- What needs to be done
Collect every line of the records below that contains the word "region".

Data entries:
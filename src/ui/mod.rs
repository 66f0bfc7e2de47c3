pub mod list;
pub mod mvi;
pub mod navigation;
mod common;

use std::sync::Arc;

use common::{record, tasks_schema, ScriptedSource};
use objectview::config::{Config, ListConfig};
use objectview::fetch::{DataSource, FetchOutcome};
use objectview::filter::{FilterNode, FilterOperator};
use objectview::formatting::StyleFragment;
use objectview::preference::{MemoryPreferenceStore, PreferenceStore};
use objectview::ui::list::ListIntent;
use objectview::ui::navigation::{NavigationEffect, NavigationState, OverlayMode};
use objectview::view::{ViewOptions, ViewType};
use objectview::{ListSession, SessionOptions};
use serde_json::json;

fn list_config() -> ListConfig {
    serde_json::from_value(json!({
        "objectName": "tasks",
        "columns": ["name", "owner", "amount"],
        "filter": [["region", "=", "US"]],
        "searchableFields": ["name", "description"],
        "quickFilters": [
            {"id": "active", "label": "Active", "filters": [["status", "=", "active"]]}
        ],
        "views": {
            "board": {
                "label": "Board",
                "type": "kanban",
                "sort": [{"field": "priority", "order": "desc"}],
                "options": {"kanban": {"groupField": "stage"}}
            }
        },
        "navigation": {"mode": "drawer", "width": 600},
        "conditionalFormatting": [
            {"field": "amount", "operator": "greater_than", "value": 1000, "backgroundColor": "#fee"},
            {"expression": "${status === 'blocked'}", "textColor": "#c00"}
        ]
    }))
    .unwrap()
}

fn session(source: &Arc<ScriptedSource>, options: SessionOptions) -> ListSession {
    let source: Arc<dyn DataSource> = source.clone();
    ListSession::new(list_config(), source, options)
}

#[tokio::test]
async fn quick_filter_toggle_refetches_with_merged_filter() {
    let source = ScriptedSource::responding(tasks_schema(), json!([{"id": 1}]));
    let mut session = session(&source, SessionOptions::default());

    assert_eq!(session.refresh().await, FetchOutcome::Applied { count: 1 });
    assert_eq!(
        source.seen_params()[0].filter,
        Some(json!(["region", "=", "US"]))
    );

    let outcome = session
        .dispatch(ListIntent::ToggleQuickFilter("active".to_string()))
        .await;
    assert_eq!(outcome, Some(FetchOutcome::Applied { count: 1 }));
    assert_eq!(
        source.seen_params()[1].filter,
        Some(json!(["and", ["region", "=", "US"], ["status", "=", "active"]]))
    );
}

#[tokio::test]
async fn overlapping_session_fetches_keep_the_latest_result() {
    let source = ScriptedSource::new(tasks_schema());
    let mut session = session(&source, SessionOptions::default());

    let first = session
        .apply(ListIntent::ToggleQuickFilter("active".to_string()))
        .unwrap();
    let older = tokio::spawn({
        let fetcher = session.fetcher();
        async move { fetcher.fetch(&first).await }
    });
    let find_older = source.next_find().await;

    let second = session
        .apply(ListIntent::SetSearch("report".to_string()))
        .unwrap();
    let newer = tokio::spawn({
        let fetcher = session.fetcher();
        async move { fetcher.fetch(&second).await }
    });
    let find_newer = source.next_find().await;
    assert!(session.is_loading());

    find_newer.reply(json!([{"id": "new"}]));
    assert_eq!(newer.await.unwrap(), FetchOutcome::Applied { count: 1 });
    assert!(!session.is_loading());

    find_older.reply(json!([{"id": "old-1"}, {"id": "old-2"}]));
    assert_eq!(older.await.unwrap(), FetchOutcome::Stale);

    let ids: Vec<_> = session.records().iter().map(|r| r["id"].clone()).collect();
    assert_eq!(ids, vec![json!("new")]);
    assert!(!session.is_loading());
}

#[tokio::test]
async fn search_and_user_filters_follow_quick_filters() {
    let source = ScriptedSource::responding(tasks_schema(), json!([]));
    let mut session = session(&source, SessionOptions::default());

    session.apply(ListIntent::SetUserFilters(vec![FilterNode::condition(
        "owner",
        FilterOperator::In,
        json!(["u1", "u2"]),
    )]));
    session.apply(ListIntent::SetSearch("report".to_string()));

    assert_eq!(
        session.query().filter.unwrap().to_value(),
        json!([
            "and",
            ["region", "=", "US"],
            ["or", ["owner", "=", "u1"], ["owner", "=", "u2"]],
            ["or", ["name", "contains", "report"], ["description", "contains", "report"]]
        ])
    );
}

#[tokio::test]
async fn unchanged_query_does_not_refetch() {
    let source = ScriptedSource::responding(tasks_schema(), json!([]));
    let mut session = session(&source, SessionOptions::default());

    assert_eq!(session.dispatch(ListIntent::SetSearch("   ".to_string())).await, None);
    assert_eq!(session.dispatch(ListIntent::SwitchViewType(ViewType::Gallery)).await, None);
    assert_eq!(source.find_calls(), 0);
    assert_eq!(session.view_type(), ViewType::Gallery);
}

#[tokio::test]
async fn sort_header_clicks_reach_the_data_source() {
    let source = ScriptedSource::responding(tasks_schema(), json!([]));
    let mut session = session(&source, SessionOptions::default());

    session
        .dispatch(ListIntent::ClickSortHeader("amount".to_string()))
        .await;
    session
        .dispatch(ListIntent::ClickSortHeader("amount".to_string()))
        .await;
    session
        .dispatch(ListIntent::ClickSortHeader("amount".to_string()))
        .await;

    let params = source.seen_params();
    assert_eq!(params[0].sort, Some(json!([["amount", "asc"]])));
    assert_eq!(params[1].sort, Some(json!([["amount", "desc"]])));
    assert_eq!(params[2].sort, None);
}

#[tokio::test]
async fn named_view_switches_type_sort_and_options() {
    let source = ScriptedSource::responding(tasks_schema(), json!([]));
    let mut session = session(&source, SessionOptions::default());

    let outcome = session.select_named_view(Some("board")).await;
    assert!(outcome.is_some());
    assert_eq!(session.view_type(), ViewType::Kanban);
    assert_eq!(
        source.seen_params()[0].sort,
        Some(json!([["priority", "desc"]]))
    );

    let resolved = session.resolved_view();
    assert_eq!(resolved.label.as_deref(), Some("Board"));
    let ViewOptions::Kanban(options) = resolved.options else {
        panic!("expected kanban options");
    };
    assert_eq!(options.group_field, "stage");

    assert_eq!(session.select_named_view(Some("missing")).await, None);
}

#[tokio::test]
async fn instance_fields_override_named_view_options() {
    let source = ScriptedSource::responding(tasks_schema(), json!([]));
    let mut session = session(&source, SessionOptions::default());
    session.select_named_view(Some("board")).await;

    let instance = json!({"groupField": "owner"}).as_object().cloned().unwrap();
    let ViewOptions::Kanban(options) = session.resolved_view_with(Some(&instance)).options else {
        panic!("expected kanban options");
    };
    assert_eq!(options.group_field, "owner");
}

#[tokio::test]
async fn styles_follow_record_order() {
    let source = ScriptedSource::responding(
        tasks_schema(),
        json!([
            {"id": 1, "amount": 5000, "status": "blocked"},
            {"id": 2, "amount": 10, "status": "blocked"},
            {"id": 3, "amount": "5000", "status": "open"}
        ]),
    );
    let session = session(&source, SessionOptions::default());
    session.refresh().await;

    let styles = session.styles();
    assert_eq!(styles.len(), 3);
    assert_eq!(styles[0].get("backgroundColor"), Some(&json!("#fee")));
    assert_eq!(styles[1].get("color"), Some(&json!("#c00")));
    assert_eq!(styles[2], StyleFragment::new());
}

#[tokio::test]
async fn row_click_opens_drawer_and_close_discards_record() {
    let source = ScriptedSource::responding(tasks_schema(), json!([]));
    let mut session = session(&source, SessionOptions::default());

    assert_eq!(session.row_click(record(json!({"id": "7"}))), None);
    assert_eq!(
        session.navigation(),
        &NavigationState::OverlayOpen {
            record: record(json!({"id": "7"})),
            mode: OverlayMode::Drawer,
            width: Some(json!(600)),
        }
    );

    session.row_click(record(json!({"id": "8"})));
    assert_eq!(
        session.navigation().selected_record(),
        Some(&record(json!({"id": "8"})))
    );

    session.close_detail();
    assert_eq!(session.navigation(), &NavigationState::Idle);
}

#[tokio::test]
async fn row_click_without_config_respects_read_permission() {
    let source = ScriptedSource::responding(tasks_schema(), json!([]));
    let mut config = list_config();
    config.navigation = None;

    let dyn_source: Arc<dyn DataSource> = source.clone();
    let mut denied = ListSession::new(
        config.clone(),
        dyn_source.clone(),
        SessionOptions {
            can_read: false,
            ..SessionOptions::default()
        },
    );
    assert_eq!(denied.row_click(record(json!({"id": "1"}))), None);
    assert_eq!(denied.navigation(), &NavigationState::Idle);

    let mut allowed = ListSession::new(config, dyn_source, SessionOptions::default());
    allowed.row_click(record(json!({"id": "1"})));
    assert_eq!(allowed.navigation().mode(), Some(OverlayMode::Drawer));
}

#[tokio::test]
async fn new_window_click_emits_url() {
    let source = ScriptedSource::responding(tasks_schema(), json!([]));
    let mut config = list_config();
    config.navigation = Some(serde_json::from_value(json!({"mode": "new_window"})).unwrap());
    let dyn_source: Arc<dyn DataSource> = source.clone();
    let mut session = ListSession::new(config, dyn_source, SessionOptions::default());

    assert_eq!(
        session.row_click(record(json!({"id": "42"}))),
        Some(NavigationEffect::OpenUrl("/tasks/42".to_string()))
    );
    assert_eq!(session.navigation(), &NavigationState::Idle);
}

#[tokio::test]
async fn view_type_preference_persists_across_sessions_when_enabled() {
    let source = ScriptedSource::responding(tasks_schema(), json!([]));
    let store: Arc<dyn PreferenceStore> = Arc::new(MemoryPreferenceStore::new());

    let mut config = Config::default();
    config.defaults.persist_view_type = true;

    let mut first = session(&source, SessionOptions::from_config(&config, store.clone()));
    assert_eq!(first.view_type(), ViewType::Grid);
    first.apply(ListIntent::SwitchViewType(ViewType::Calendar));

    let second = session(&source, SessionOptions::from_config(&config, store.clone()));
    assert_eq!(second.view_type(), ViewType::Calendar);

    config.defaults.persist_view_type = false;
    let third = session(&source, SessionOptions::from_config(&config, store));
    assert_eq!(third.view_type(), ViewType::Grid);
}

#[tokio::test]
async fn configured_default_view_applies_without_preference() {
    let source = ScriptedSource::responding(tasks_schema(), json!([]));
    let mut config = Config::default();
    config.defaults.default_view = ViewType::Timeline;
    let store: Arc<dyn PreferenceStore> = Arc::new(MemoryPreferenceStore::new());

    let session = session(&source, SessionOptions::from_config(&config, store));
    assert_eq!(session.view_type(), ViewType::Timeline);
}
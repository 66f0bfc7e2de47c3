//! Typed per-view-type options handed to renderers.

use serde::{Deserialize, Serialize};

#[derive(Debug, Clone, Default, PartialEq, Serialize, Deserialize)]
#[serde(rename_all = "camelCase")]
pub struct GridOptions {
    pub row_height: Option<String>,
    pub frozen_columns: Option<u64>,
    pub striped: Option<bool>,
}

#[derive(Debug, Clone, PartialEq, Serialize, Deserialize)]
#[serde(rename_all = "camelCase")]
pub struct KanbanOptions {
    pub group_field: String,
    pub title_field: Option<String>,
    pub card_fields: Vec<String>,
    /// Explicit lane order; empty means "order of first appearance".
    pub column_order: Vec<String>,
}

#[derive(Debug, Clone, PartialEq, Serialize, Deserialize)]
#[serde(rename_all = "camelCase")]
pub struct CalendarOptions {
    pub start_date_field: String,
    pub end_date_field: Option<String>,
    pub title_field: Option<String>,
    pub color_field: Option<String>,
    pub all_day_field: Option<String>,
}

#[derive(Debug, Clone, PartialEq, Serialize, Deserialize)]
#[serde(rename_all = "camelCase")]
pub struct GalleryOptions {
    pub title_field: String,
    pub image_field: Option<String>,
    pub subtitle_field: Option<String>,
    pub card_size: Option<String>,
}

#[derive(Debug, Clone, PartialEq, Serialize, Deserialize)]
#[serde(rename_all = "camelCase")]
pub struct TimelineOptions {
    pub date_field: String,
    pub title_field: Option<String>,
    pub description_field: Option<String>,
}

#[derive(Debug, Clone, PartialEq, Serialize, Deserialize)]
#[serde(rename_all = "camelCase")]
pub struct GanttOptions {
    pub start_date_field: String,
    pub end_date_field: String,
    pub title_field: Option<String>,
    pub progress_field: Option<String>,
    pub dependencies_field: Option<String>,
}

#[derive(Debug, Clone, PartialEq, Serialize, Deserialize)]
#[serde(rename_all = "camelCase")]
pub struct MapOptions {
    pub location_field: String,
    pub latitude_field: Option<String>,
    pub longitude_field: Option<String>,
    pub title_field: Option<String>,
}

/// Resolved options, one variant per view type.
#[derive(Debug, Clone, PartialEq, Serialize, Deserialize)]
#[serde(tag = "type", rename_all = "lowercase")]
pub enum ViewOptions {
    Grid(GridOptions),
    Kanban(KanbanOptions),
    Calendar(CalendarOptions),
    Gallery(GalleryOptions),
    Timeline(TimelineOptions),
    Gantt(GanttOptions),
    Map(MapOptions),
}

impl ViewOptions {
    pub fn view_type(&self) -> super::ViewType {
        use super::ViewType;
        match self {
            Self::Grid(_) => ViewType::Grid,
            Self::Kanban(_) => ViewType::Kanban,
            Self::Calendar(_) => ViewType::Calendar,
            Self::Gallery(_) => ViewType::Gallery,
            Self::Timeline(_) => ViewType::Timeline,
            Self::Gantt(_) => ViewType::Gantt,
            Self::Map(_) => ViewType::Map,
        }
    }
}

- Task solution
        "filter": [["region", "=", "US"]],
        Some(json!(["region", "=", "US"]))
        Some(json!(["and", ["region", "=", "US"], ["status", "=", "active"]]))
            ["region", "=", "US"],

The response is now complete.